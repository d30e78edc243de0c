//! Script registry
//!
//! Name → script lookup used by the server to resolve `EVAL` requests.

use std::collections::HashMap;
use std::sync::Arc;

use super::{CompareAndDeleteScript, FixedWindowScript, Script};
use crate::error::{LeaseError, Result};

/// Scripts the server is willing to run
#[derive(Default, Clone)]
pub struct ScriptRegistry {
    scripts: HashMap<String, Arc<dyn Script>>,
}

impl ScriptRegistry {
    /// Empty registry
    pub fn new() -> Self {
        Self::default()
    }

    /// Registry preloaded with every built-in script
    pub fn with_builtins() -> Self {
        let mut registry = Self::new();
        registry.register(Arc::new(FixedWindowScript));
        registry.register(Arc::new(CompareAndDeleteScript));
        registry
    }

    /// Add or replace a script under its own name
    pub fn register(&mut self, script: Arc<dyn Script>) {
        self.scripts.insert(script.name().to_string(), script);
    }

    /// Look up a script by name
    pub fn get(&self, name: &str) -> Result<Arc<dyn Script>> {
        self.scripts
            .get(name)
            .cloned()
            .ok_or_else(|| LeaseError::UnknownScript(name.to_string()))
    }

    /// Registered names, sorted
    pub fn names(&self) -> Vec<&str> {
        let mut names: Vec<&str> = self.scripts.keys().map(String::as_str).collect();
        names.sort_unstable();
        names
    }
}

____________

→ **About this task**
Apply a filter for "HashMap" to the data above, then copy each line that matches.

→ **Response below**
use std::collections::HashMap;
    scripts: HashMap<String, Arc<dyn Script>>,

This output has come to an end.